BEGIN DATASET EXCERPTS
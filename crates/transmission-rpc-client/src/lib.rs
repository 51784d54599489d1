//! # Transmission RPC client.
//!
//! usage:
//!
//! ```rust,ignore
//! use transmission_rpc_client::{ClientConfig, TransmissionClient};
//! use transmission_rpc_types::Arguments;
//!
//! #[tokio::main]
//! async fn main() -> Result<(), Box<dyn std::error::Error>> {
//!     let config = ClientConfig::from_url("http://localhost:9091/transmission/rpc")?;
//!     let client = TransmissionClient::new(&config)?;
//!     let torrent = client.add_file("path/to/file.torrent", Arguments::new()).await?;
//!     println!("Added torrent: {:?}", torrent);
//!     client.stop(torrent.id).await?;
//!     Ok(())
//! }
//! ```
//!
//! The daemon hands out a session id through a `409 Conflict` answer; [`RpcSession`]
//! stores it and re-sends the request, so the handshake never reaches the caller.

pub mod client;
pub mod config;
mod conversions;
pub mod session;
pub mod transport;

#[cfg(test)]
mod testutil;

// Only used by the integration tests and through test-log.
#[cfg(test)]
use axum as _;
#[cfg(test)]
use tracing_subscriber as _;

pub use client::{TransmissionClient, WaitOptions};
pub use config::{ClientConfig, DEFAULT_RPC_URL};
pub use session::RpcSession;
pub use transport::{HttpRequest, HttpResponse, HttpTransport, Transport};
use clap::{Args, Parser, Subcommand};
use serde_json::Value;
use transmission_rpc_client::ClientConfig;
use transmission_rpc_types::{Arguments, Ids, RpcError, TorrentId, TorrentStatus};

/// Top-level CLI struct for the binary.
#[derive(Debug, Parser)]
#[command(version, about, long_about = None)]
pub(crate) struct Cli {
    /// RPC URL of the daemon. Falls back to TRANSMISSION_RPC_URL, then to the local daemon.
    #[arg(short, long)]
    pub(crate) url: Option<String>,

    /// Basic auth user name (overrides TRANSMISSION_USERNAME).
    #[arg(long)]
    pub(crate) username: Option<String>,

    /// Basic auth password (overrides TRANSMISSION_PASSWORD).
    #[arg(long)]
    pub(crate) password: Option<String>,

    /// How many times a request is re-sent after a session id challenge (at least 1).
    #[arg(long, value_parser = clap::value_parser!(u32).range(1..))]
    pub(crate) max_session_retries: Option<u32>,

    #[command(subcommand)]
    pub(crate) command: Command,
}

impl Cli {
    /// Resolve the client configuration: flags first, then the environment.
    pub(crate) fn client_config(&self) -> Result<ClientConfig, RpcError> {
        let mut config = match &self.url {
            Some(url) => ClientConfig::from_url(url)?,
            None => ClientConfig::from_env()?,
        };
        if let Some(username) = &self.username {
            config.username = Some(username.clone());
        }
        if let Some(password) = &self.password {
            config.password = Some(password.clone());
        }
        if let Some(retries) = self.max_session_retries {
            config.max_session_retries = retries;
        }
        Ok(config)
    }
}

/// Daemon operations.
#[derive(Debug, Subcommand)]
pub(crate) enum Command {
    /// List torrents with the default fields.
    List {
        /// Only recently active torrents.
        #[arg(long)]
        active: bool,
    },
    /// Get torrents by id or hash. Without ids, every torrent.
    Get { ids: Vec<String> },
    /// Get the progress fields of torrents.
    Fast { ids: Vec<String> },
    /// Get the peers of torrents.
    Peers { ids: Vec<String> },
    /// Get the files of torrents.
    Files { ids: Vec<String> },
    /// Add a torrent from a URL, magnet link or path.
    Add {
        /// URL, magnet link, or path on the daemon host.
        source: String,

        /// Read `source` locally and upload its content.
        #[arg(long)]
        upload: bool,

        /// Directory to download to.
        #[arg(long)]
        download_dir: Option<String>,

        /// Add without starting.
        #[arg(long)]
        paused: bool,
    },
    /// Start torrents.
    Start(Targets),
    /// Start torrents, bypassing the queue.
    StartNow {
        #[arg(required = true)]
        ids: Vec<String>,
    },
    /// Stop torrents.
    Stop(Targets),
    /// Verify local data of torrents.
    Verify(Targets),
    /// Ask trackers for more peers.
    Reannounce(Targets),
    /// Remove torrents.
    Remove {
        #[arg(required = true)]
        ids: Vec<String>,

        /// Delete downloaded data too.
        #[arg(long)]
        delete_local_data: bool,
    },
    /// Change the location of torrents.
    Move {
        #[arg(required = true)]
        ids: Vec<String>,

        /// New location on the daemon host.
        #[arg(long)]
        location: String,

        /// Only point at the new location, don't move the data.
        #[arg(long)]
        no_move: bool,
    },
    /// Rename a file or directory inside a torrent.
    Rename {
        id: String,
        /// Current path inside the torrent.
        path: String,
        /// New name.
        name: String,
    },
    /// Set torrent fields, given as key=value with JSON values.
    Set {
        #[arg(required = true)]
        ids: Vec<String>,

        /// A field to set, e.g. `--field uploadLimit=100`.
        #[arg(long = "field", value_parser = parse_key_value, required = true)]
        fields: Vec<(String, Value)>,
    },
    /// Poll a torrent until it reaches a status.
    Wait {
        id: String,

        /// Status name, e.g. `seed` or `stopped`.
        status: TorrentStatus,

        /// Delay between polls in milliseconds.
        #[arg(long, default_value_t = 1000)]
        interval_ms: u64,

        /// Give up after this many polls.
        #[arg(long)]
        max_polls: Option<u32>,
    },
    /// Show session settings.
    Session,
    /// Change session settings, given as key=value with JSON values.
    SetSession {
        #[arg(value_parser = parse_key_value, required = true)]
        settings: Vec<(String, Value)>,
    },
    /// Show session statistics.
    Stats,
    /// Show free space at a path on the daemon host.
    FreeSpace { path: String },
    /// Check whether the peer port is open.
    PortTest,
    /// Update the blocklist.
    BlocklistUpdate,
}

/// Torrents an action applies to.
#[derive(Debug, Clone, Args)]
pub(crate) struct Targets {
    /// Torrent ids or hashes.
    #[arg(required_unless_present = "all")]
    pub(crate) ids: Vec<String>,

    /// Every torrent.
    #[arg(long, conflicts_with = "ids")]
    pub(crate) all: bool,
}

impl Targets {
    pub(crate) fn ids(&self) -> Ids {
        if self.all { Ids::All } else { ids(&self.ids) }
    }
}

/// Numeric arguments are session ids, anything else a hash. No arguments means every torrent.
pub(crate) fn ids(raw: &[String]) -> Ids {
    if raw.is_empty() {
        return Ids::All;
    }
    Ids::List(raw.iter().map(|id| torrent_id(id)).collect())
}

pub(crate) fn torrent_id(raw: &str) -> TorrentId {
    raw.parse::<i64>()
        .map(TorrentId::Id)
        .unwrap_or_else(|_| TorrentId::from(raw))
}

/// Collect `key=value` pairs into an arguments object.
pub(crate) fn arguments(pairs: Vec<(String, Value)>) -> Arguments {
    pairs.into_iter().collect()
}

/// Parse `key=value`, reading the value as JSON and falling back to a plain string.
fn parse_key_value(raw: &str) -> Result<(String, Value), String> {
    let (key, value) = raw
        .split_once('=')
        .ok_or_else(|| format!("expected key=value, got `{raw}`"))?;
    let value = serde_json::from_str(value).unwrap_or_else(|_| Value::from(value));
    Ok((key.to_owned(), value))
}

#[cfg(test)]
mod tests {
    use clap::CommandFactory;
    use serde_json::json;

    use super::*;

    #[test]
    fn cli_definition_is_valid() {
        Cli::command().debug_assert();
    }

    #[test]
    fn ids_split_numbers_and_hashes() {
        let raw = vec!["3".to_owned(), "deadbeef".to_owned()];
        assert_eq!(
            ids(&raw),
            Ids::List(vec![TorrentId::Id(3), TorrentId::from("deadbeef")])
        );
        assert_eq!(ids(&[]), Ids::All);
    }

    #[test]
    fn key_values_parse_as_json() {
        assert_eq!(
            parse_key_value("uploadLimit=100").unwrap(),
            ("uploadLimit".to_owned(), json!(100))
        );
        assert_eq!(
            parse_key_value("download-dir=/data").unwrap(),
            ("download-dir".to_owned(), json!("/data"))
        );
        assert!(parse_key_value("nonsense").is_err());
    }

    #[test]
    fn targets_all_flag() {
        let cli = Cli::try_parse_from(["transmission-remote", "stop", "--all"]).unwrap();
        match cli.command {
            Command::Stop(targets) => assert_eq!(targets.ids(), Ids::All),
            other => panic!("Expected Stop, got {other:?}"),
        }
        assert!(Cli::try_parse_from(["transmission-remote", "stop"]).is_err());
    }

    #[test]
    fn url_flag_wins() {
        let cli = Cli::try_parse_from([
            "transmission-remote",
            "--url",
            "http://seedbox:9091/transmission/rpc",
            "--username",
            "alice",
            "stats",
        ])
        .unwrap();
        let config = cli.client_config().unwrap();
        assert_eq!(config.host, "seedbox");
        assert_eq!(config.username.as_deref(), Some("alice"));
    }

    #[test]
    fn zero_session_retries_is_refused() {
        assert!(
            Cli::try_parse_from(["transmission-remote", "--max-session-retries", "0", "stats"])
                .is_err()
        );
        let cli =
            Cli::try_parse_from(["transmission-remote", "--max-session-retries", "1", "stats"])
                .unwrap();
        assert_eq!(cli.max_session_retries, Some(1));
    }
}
END DATASET EXCERPTS
BEGIN DATASET EXCERPTS
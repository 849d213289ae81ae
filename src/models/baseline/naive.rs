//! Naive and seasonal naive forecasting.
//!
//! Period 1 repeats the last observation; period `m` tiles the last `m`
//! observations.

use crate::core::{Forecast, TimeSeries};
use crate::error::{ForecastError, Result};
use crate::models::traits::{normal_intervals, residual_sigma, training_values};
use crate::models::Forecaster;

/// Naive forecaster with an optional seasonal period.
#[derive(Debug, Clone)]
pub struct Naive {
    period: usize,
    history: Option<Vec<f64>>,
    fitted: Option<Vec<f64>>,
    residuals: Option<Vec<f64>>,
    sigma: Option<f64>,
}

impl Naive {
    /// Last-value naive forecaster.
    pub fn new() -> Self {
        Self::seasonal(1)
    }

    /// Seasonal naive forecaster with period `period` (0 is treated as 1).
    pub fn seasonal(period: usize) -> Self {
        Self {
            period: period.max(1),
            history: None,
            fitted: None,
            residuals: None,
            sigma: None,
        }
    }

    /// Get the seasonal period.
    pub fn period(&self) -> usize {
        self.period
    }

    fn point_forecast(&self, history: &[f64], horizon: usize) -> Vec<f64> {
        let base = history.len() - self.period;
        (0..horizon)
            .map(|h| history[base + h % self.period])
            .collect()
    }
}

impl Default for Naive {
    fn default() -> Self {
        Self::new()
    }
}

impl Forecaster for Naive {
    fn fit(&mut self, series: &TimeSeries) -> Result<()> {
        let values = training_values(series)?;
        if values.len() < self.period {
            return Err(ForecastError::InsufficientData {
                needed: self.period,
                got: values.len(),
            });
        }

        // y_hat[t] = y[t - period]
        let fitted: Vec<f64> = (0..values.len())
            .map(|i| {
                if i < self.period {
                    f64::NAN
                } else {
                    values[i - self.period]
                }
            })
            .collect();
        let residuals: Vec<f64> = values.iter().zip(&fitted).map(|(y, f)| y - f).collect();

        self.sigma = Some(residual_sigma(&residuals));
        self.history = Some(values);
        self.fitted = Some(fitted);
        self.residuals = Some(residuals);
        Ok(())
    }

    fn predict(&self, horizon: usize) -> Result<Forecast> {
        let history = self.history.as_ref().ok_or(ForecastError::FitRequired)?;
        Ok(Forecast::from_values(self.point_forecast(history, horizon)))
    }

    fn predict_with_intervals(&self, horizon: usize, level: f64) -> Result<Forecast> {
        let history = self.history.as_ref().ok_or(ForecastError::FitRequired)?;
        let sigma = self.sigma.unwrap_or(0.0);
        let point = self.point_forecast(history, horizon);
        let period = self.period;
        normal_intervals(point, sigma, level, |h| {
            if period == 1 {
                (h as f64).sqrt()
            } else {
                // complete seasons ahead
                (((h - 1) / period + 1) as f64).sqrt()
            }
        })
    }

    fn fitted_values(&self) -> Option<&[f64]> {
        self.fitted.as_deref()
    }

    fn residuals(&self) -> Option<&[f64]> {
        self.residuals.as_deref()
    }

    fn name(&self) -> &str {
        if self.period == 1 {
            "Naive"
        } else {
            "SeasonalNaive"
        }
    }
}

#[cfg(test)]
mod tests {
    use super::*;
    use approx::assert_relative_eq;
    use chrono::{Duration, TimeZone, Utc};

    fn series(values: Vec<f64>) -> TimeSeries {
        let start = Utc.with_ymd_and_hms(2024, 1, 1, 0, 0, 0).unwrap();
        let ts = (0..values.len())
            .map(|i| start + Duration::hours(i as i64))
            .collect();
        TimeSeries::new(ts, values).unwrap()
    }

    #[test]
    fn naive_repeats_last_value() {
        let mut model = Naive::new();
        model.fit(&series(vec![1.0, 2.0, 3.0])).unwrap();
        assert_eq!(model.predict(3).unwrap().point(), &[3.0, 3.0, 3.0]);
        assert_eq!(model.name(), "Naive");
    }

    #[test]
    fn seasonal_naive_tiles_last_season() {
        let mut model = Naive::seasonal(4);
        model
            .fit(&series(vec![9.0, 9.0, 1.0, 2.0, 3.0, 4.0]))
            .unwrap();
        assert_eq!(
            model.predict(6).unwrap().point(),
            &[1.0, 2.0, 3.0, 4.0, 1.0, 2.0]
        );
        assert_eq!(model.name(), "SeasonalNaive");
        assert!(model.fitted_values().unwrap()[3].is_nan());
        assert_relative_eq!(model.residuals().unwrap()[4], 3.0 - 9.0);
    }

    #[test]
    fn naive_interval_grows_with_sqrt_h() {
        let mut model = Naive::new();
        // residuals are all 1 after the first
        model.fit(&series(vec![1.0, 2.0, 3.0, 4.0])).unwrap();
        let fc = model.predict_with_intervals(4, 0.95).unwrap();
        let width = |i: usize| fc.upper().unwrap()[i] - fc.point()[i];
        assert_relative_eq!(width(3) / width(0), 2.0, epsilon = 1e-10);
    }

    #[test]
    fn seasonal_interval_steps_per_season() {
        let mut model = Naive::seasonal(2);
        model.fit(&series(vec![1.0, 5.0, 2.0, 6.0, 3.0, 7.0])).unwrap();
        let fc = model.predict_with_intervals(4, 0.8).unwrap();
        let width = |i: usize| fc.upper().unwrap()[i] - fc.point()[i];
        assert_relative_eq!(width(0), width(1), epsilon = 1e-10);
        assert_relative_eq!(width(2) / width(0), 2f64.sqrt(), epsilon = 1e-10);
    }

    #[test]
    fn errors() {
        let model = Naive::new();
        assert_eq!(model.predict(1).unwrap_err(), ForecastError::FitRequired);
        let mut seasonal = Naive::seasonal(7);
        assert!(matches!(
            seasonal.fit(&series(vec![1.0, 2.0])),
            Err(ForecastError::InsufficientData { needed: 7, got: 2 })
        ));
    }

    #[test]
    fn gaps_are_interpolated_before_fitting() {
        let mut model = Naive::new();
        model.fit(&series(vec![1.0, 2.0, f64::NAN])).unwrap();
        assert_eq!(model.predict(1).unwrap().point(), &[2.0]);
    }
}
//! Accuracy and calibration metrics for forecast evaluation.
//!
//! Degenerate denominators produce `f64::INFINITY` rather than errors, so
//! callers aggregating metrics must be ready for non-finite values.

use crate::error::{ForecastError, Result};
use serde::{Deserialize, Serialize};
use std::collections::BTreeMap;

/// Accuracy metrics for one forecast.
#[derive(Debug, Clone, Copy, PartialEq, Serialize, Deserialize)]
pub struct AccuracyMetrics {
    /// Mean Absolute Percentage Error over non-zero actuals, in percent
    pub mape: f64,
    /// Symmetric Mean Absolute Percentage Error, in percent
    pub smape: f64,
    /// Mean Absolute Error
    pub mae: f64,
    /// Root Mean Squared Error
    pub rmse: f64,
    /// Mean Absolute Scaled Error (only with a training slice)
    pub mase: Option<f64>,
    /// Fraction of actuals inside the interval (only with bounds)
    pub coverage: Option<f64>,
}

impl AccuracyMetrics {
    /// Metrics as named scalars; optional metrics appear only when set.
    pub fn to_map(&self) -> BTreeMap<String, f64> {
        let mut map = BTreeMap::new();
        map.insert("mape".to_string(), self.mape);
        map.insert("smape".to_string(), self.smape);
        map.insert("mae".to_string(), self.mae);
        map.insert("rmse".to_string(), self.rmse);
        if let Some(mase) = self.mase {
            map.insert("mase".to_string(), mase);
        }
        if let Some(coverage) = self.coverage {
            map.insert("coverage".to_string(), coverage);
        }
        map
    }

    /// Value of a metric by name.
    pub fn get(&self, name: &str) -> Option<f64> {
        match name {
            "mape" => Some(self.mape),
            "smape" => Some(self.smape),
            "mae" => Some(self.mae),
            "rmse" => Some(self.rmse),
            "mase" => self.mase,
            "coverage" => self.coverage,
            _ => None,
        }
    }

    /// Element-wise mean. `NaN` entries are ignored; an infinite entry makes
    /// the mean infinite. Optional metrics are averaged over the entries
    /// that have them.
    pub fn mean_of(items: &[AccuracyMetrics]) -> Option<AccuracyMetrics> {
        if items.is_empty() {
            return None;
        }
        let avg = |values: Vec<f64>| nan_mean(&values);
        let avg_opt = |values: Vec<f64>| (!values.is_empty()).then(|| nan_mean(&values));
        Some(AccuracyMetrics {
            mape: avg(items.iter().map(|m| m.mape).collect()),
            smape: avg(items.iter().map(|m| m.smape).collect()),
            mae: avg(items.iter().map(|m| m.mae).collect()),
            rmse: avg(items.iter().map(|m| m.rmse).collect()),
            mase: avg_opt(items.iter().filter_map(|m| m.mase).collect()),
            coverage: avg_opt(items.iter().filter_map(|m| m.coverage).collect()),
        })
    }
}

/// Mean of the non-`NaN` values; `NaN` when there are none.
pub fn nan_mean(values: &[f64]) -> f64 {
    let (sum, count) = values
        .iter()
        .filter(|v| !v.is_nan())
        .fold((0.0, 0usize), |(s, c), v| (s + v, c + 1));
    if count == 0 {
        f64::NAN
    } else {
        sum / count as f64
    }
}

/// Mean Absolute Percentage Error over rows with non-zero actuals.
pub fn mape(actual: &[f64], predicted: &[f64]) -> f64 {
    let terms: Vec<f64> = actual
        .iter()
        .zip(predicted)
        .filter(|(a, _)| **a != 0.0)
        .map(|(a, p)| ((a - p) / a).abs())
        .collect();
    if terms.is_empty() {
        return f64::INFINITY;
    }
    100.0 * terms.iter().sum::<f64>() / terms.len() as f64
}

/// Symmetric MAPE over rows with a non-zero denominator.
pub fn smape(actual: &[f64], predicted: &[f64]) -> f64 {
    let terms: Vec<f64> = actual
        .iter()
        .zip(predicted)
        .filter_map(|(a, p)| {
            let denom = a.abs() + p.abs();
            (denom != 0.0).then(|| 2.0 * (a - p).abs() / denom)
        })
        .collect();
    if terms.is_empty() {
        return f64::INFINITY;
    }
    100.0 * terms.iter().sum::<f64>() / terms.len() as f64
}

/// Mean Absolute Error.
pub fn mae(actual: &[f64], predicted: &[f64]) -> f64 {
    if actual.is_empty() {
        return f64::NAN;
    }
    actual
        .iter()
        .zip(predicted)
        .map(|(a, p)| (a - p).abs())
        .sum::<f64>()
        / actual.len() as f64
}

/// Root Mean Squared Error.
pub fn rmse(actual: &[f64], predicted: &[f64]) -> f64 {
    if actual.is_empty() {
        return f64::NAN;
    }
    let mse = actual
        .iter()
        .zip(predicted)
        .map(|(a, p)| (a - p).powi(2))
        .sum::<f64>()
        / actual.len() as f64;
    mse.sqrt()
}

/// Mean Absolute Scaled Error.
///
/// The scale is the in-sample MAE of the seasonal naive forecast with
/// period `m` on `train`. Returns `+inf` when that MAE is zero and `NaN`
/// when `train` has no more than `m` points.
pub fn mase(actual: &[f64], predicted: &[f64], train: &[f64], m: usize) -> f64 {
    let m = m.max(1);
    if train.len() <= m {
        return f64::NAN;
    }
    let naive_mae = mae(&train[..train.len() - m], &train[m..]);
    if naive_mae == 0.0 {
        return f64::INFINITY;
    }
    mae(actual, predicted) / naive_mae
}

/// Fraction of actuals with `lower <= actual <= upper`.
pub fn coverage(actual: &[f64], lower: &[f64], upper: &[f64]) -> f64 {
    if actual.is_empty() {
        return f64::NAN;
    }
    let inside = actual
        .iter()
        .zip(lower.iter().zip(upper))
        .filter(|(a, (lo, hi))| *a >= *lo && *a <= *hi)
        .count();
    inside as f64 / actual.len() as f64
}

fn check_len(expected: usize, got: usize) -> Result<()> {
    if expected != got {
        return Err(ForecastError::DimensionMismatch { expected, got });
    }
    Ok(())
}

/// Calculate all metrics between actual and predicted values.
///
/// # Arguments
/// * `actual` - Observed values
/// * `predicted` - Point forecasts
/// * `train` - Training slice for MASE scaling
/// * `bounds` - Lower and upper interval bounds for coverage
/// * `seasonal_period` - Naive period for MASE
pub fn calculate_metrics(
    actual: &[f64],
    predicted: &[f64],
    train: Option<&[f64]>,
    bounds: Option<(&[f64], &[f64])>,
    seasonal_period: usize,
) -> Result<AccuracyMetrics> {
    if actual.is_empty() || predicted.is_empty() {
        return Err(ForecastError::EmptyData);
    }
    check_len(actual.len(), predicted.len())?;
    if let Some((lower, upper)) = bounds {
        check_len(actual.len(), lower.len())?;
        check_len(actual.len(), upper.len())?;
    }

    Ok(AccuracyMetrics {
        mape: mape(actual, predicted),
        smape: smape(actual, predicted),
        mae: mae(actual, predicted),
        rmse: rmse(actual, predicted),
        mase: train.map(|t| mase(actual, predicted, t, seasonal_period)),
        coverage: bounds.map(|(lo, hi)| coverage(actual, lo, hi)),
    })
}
END DATASET EXCERPTS
BEGIN DATASET EXCERPTS
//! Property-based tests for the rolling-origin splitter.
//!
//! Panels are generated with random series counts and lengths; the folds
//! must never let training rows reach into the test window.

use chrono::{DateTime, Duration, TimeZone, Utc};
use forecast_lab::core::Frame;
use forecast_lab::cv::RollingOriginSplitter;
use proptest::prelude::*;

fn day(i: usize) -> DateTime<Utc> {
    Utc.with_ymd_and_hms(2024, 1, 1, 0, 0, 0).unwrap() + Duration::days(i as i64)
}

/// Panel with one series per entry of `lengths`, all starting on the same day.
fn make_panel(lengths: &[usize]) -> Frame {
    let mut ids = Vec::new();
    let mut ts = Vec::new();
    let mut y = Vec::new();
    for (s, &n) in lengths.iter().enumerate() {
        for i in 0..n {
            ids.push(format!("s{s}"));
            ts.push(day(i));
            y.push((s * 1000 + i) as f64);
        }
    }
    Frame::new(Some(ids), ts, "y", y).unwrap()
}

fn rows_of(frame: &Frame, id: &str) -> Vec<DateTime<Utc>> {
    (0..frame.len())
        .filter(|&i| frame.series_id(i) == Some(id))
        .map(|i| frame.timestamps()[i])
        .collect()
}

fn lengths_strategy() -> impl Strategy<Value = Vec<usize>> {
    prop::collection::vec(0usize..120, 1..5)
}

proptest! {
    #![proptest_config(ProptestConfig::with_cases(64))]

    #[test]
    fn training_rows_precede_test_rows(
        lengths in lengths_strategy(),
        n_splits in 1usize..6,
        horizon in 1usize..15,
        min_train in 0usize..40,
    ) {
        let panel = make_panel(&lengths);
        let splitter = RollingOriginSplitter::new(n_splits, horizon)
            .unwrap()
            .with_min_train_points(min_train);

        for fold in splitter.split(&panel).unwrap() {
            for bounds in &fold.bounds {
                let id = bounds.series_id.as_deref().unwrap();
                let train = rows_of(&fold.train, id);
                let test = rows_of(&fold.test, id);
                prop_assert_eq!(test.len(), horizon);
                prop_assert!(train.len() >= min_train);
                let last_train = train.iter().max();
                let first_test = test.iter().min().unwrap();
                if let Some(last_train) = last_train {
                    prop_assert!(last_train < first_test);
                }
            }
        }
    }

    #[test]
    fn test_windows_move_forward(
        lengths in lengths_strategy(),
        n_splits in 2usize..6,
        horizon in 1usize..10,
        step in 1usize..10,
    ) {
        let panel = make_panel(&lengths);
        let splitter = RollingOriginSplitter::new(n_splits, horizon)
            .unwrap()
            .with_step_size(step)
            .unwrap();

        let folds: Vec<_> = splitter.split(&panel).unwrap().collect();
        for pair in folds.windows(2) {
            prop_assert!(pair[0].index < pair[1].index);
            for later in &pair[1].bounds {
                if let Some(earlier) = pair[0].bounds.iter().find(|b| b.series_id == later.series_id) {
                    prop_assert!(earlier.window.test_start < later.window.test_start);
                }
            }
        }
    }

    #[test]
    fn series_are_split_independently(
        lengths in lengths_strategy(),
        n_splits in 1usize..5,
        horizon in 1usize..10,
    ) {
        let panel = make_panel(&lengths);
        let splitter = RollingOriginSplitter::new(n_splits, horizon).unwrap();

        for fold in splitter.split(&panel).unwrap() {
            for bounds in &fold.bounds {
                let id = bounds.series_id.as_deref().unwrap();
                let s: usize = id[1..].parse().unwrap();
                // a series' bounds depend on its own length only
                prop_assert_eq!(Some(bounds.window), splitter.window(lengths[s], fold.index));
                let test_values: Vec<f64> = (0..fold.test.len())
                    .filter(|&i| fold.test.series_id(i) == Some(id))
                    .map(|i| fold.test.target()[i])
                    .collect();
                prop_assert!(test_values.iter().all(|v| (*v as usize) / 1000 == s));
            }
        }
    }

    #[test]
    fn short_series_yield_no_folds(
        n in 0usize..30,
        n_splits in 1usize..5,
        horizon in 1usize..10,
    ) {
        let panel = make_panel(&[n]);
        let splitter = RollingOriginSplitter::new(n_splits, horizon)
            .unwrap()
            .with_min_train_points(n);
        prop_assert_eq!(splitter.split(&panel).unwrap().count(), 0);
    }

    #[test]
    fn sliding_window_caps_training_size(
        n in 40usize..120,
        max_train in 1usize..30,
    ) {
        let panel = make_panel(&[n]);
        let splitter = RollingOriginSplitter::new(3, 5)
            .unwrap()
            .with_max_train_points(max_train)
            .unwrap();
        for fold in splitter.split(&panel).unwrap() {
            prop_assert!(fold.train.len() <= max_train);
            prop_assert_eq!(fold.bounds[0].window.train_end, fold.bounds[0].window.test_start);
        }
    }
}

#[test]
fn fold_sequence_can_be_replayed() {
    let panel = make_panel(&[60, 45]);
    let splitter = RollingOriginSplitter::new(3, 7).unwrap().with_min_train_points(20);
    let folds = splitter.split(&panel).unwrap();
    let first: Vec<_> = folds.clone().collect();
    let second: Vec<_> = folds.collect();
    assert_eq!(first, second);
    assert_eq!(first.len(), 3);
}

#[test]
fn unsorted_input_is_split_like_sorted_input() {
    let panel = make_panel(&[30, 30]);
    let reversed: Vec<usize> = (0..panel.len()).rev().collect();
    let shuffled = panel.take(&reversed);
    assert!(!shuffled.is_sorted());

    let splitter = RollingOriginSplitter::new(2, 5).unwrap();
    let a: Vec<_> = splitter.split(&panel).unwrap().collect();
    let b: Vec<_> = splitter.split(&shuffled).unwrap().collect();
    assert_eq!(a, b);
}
END DATASET EXCERPTS
### WHAT NEEDS TO BE DONE:
Of the lines above, retype only those from the line containing "assert_relative_eq!(model.residuals().unwrap()[4], 3.0 - 9.0);" through the line containing "model.fit(&series(vec![1.0, 2.0, 3.0, 4.0])).unwrap();", including both, exactly.

### ANSWER BOX:
        assert_relative_eq!(model.residuals().unwrap()[4], 3.0 - 9.0);
    }

    #[test]
    fn naive_interval_grows_with_sqrt_h() {
        let mut model = Naive::new();
        // residuals are all 1 after the first
        model.fit(&series(vec![1.0, 2.0, 3.0, 4.0])).unwrap();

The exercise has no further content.